# Work task
Lines holding the string "true": copy each one from the listing below.

# Records for this exercise
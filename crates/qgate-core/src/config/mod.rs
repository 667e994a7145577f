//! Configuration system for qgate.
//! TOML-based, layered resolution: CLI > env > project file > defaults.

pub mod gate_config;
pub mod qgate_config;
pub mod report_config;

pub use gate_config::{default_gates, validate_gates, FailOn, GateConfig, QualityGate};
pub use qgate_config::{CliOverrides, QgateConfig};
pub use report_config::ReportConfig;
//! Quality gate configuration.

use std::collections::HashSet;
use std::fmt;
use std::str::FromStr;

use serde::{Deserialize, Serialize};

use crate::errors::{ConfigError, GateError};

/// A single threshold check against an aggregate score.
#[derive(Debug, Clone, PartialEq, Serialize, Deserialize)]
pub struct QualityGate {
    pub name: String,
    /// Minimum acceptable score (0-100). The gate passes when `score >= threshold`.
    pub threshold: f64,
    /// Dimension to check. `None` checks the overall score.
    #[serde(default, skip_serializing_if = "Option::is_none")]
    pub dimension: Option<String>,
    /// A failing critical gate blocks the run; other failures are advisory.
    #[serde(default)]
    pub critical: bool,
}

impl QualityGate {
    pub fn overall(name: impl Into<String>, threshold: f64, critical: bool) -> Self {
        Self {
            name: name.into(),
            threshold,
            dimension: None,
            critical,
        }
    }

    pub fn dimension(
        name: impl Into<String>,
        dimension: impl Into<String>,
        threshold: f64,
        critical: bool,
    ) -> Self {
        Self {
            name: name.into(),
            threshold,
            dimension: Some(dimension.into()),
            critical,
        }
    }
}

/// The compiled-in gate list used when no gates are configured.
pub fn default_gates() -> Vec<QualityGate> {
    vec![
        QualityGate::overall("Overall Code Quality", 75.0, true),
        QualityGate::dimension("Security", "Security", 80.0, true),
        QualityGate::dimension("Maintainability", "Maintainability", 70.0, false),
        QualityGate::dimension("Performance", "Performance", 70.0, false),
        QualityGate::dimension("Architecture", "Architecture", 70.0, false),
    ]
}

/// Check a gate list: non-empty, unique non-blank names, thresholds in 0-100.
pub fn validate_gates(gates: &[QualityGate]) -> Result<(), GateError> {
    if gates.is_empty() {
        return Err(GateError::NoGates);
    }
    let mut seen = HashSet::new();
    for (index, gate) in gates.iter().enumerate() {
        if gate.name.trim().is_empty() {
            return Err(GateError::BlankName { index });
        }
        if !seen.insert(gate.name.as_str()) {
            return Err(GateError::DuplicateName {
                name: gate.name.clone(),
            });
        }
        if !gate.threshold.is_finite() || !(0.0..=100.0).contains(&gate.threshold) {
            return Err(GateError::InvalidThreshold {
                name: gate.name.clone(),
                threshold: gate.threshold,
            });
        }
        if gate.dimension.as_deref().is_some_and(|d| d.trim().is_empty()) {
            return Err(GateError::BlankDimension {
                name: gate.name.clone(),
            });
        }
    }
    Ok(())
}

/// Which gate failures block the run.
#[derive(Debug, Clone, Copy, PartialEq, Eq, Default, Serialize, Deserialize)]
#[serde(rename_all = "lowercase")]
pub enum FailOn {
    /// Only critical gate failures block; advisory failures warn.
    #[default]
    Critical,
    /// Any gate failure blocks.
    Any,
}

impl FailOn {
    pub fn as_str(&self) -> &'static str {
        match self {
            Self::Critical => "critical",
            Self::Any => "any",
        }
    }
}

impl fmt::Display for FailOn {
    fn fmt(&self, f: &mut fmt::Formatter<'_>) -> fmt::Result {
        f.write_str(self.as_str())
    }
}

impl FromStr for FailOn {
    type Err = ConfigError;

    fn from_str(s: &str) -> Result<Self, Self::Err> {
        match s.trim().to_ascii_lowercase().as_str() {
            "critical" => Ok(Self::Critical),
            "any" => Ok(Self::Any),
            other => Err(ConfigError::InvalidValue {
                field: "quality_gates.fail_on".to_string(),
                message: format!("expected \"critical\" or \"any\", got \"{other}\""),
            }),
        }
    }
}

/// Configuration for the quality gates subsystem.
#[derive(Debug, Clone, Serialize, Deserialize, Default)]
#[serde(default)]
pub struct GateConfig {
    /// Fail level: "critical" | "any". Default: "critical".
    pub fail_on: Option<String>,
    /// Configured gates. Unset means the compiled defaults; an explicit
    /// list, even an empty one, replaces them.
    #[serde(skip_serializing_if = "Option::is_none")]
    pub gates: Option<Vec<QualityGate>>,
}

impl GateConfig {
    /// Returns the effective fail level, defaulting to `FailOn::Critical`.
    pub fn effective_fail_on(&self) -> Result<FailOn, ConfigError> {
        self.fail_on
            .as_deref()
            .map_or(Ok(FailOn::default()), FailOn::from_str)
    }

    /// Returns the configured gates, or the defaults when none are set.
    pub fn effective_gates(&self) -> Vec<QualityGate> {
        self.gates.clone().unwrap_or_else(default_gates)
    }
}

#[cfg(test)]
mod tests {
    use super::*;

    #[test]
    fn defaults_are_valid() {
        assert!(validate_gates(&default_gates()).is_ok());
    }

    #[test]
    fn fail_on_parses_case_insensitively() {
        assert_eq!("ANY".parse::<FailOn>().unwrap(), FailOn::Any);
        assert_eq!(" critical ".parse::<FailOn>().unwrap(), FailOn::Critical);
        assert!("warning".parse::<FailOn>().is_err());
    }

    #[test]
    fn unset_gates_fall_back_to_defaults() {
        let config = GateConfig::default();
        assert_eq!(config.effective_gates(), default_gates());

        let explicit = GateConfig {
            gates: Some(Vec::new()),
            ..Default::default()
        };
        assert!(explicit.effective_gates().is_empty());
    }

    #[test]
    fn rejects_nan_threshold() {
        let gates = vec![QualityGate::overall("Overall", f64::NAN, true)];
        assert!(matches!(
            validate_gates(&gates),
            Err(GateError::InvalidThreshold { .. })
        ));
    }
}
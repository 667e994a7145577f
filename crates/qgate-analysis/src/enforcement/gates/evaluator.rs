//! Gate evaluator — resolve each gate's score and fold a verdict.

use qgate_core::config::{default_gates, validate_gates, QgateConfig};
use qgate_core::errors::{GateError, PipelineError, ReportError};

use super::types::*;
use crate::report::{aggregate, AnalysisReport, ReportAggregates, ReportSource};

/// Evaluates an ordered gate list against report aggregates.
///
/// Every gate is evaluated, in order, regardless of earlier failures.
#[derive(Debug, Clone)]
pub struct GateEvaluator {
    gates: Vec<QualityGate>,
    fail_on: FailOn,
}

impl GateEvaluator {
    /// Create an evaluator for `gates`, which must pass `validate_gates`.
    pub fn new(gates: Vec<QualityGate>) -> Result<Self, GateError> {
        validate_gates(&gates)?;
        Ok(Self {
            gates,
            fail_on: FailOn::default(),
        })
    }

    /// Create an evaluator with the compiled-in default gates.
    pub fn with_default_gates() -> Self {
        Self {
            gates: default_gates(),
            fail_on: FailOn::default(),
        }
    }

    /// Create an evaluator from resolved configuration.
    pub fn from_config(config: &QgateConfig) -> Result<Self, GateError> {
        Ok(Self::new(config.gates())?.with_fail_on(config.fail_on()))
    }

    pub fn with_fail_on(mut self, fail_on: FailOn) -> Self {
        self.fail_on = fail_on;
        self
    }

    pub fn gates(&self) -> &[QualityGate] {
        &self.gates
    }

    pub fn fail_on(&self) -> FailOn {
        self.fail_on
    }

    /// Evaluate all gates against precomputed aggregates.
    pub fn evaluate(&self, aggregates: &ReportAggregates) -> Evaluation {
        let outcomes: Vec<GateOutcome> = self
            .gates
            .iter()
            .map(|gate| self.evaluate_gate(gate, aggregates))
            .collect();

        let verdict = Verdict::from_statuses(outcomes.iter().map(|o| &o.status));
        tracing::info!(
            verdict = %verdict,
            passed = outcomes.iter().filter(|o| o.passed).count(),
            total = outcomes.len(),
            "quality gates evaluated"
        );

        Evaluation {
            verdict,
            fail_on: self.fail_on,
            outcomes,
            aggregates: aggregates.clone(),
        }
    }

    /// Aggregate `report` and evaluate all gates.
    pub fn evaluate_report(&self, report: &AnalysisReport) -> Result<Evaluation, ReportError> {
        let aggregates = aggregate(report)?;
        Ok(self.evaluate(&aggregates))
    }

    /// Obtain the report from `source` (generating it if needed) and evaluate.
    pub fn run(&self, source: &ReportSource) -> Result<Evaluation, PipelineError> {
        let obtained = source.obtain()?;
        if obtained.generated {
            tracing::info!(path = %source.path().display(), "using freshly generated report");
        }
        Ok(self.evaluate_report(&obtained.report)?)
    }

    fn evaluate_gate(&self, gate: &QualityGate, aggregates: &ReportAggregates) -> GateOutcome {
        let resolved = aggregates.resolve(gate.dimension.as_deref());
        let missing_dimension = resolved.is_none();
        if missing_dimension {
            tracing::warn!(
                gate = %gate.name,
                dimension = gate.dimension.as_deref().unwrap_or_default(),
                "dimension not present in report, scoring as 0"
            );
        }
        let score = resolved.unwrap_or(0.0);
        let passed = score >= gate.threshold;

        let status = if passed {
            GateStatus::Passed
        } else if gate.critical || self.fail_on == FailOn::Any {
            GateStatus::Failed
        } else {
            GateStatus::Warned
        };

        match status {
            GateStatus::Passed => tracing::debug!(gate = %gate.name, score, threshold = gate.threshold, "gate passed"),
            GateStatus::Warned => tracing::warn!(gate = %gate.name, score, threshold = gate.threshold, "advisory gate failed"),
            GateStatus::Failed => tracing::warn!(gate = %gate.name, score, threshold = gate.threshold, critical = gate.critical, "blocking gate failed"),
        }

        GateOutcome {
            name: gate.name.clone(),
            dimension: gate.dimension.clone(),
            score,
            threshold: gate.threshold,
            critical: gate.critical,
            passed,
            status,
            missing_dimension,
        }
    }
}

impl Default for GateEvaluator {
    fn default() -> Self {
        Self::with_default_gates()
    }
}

# Answer to this problem
        QualityGate::overall("Overall Code Quality", 75.0, true),
        QualityGate::dimension("Security", "Security", 80.0, true),
        let gates = vec![QualityGate::overall("Overall", f64::NAN, true)];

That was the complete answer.